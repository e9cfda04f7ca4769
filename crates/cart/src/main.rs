use std::sync::Arc;
use std::time::Duration;

use anyhow::Context;
use sqlx::postgres::PgPoolOptions;
use tracing::{info, warn};

use keel_core::EntityId;
use keel_events::{Event, InMemoryTopic, TopicSink};
use keel_infra::KeelConfig;
use keel_infra::entity::EntityDirectory;
use keel_infra::event_log::{EventLog, InMemoryEventLog, PostgresEventLog};
use keel_infra::offset_store::InMemoryReadSide;
use keel_infra::projection::{CommitMode, ReadSideProcessor};
use keel_infra::topic::TopicProducer;
use keel_infra::workers::{WorkerCoordinator, WorkerStatus};

use keel_cart::{CartCommand, CartEvent, CartMessage, CartReport, CartReportHandler, ShoppingCart, TOPIC_ID, translate};

#[tokio::main]
async fn main() -> anyhow::Result<()> {
    keel_observability::init();

    let config = KeelConfig::from_env().context("loading KEEL_* configuration")?;
    let log = event_log().await?;
    let sink = topic_sink()?;

    let directory = EntityDirectory::builder(log.clone(), &config)
        .register::<ShoppingCart>()?
        .build();

    let read_side = Arc::new(InMemoryReadSide::new());
    let report = Arc::new(
        ReadSideProcessor::new(
            "shopping-cart-report",
            CartEvent::aggregate_tagger().all_tags(),
            CartReportHandler,
            read_side.clone(),
            log.clone(),
            &config.projection,
        )
        .with_commit_mode(CommitMode::batched(&config.projection)),
    );
    let producer = Arc::new(TopicProducer::from_event_log::<CartEvent, _>(
        TOPIC_ID,
        log.clone(),
        translate,
        sink,
        read_side.clone(),
        &config.projection,
    ));

    let coordinator = WorkerCoordinator::new(&config.reconciler, directory.placement().clone());
    coordinator.register(report, WorkerStatus::Started)?;
    coordinator.register(producer, WorkerStatus::Started)?;

    let cart = EntityId::new("cart-1")?;
    directory.ask::<ShoppingCart>(&cart, CartCommand::update_item("sku-7", 3)).await?;
    let summary = directory.ask::<ShoppingCart>(&cart, CartCommand::Checkout).await?;
    info!(cart_id = %cart, items = ?summary.items, "cart checked out");

    let reported = tokio::time::timeout(Duration::from_secs(10), async {
        loop {
            if let Some(report) = CartReport::load(&read_side, cart.as_str()).filter(|r| r.checked_out) {
                return report;
            }
            tokio::time::sleep(Duration::from_millis(50)).await;
        }
    })
    .await
    .context("report did not catch up")?;
    info!(cart_id = %reported.cart_id, items = ?reported.items, "report updated");

    for projection in coordinator.get_status() {
        for worker in projection.workers {
            info!(worker = %worker.name, requested = ?worker.requested, observed = ?worker.observed, "worker status");
        }
    }

    coordinator.shutdown().await;
    directory.shutdown().await;
    Ok(())
}

/// Postgres when `DATABASE_URL` is set, in-memory otherwise.
async fn event_log() -> anyhow::Result<Arc<dyn EventLog>> {
    match std::env::var("DATABASE_URL") {
        Ok(url) => {
            let pool = PgPoolOptions::new()
                .max_connections(5)
                .connect(&url)
                .await
                .context("connecting to DATABASE_URL")?;
            let log = PostgresEventLog::new(pool);
            log.create_schema().await?;
            Ok(Arc::new(log))
        }
        Err(_) => {
            warn!("DATABASE_URL not set; using in-memory event log");
            Ok(Arc::new(InMemoryEventLog::new()))
        }
    }
}

#[cfg(feature = "redis")]
fn topic_sink() -> anyhow::Result<Arc<dyn TopicSink<CartMessage>>> {
    match std::env::var("REDIS_URL") {
        Ok(url) => Ok(Arc::new(keel_infra::topic::RedisStreamsSink::new(url, TOPIC_ID)?)),
        Err(_) => Ok(Arc::new(InMemoryTopic::new())),
    }
}

#[cfg(not(feature = "redis"))]
fn topic_sink() -> anyhow::Result<Arc<dyn TopicSink<CartMessage>>> {
    if std::env::var("REDIS_URL").is_ok() {
        warn!("REDIS_URL ignored; build with the `redis` feature to publish to Redis Streams");
    }
    Ok(Arc::new(InMemoryTopic::new()))
}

### WHAT THE TASK REQUIRES
Each line containing "info" belongs in the answer; pick these out of the material and copy them.

### RESULT OF THIS EXERCISE
use tracing::{info, warn};
    info!(cart_id = %cart, items = ?summary.items, "cart checked out");
    info!(cart_id = %reported.cart_id, items = ?reported.items, "report updated");
            info!(worker = %worker.name, requested = ?worker.requested, observed = ?worker.observed, "worker status");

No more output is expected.